Pasaba gran parte del día en el umbral de su casa, mirando directamente a los ojos de los transeúntes que cruzaban la calle Alfolí.
Macaria los interpelaba con una sonrisa que mostraba su dentadura cariada. Todos pasaban de largo sin prestar atención a esa mujer de pelo ensortijado y edad indefinida, con una bata estrafalaria que parecía la túnica de un nazareno. Todos menos los niños que se paraban y formaban un corro a su alrededor.
De hecho, los niños venían a buscarla. Cuando no la encontraban en el umbral de granito, llamaban a la puerta y preguntaban por ella.
Macaria tenía fama de no estar en sus cabales. La gente decía que cuando muriesen sus tíos, sería internada en un asilo, porque ¿quién iba a hacerse cargo de ella?
Para los niños no era una lunática sino una maga con el poder de avivar colores y conjurar imágenes, razón por la que era muy apreciada.
Esa tarde estaba con los brazos cruzados y el ceño fruncido.
A Macaria le gustaba cantar pero como desafinaba espantosamente, sus actuaciones acababan en abucheos. Eso era lo que había ocurrido.
Un vecino desaprensivo y su propia tía la habían mandado callar.
El vecino, con acritud, había añadido: “Como sigas cantando, van a caer chuzos de punta”.
Los niños trataron de consolarla. Uno de ellos le pidió que fuera por su varita de avellano.
Los chavales aplaudieron cuando Macaria regresó con ella. A continuación la mujer trazó círculos y otras figuras en el aire. Incluso se puso a bailotear mientras convocaba a las imágenes.
Por fin, del reino de las transformaciones y de las renovaciones, de las cohesiones y de las disgregaciones, surgió la primera representación.

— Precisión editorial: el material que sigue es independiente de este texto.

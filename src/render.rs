// This Source Code Form is subject to the terms of the Mozilla Public
// License, v. 2.0. If a copy of the MPL was not distributed with this
// file, You can obtain one at http://mozilla.org/MPL/2.0/.

//! The parallel generator.  Owns the validated render parameters and
//! produces the per-pixel output buffer by forking the linear pixel
//! index space across scoped worker threads.
//!
//! The buffer is allocated at full size up front and split with
//! `chunks_mut`, so every worker owns a disjoint contiguous slice and
//! derives each pixel position from its chunk base plus the slot
//! offset.  No slot is ever written twice and no lock is needed; the
//! finished buffer is identical for any worker count.

extern crate crossbeam;

use num::Complex;

use error::RenderError;
use escape::escape_time;
use palette::{Palette, Rgb};
use planes::PlaneMapper;

/// Renders the Mandelbrot set for one picture/viewport/iteration-cap
/// triple.  Construction validates the arguments; rendering cannot
/// fail after that.
#[derive(Debug)]
pub struct MandelbrotRenderer {
    plane: PlaneMapper,
    limit: usize,
}

impl MandelbrotRenderer {
    /// Requires the width and height of the picture, the left-lower
    /// and right-upper corners of the viewport on the complex plane,
    /// and the iteration cap.
    pub fn new(
        width: usize,
        height: usize,
        min_corner: Complex<f64>,
        max_corner: Complex<f64>,
        limit: usize,
    ) -> Result<Self, RenderError> {
        if limit == 0 {
            return Err(RenderError::ZeroIterations);
        }
        let plane = PlaneMapper::new(width, height, min_corner, max_corner)?;
        Ok(MandelbrotRenderer { plane, limit })
    }

    /// The pixel-to-point mapping this renderer was built with.
    pub fn plane(&self) -> &PlaneMapper {
        &self.plane
    }

    /// The iteration cap this renderer was built with.
    pub fn limit(&self) -> usize {
        self.limit
    }

    /// Fork-join driver shared by the color and count renders: size
    /// the buffer, split it into one contiguous chunk per worker, and
    /// let each worker fill its own slots.  Blocks until every worker
    /// has finished.
    fn generate<T, F>(&self, threads: usize, per_point: F) -> Vec<T>
    where
        T: Clone + Default + Send,
        F: Fn(Complex<f64>) -> T + Sync,
    {
        let mut buffer = vec![T::default(); self.plane.len()];
        let threads = threads.max(1);
        // Ceiling division keeps the chunk count at or below the
        // worker count while covering every slot.
        let chunk_size = (buffer.len() + threads - 1) / threads;
        {
            let plane = &self.plane;
            let per_point = &per_point;
            crossbeam::scope(|spawner| {
                for (chunk, region) in buffer.chunks_mut(chunk_size).enumerate() {
                    let base = chunk * chunk_size;
                    spawner.spawn(move |_| {
                        for (slot, out) in region.iter_mut().enumerate() {
                            let pixel = plane.offset_to_pixel(base + slot);
                            *out = per_point(plane.pixel_to_point(&pixel));
                        }
                    });
                }
            })
            .unwrap();
        }
        buffer
    }

    /// Renders the picture to colors, one `Rgb` per pixel in row-major
    /// order.  The palette is built once and shared read-only by all
    /// workers; capped counts clamp to its last entry.
    pub fn render(&self, threads: usize) -> Vec<Rgb> {
        let palette = Palette::new(self.limit);
        let limit = self.limit;
        self.generate(threads, |c| {
            palette.at(escape_time(c, limit).palette_index(limit))
        })
    }

    /// Renders raw escape counts instead of colors, for callers that
    /// resolve colors themselves.  A count equal to the iteration cap
    /// marks a point that never escaped.
    pub fn escape_counts(&self, threads: usize) -> Vec<usize> {
        let limit = self.limit;
        self.generate(threads, |c| escape_time(c, limit).count(limit))
    }
}
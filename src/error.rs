// This Source Code Form is subject to the terms of the Mozilla Public
// License, v. 2.0. If a copy of the MPL was not distributed with this
// file, You can obtain one at http://mozilla.org/MPL/2.0/.

//! Errors reported when render parameters fail validation.  The
//! renderer checks its arguments before any work is dispatched, so a
//! failed construction never leaves a partially written buffer behind.

/// Everything that can be wrong with a render request.  The mapper and
/// the kernel themselves are total functions; only the arguments can
/// fail.
#[derive(Debug, Fail, PartialEq)]
pub enum RenderError {
    /// The picture has a zero width or height, leaving nothing to draw.
    #[fail(display = "picture dimensions must be positive, got {}x{}", width, height)]
    EmptyPicture {
        /// Requested picture width in pixels.
        width: usize,
        /// Requested picture height in pixels.
        height: usize,
    },

    /// `width * height` does not fit the buffer index type.
    #[fail(display = "a {}x{} picture overflows the pixel buffer index", width, height)]
    PictureTooLarge {
        /// Requested picture width in pixels.
        width: usize,
        /// Requested picture height in pixels.
        height: usize,
    },

    /// The viewport's minimum corner is not strictly left of and below
    /// its maximum corner.
    #[fail(
        display = "viewport is degenerate: ({}, {}) is not strictly left of and below ({}, {})",
        min_x, min_y, max_x, max_y
    )]
    DegenerateViewport {
        /// x coordinate of the minimum corner.
        min_x: f64,
        /// y coordinate of the minimum corner.
        min_y: f64,
        /// x coordinate of the maximum corner.
        max_x: f64,
        /// y coordinate of the maximum corner.
        max_y: f64,
    },

    /// The iteration cap is zero, so no pixel could ever be classified
    /// and the palette would be empty.
    #[fail(display = "at least one iteration is required")]
    ZeroIterations,
}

Una niña dijo: “Macaria, eso es un cementerio” “Es verdad” “Y eso que se ve ahora es un entierro”.
Luego aparecieron varias hileras de nichos, unos vacíos y otros con su inquilino dentro. A continuación los niños contemplaron a un tullido que iba por un camino solitario.
“¡Ése es el camino del cementerio!” exclamaron.
La maestra de sueños y visiones no estaba de humor. Los espectadores hicieron un gesto de contrariedad cuando el aire se tachonó de manchas amoratadas, como hematomas en un cuerpo apaleado.
Esto era suficiente. Estaba claro que Macaria seguía enfurruñada.
“Bueno, nos vamos” “Mañana será otro día” “Adiós”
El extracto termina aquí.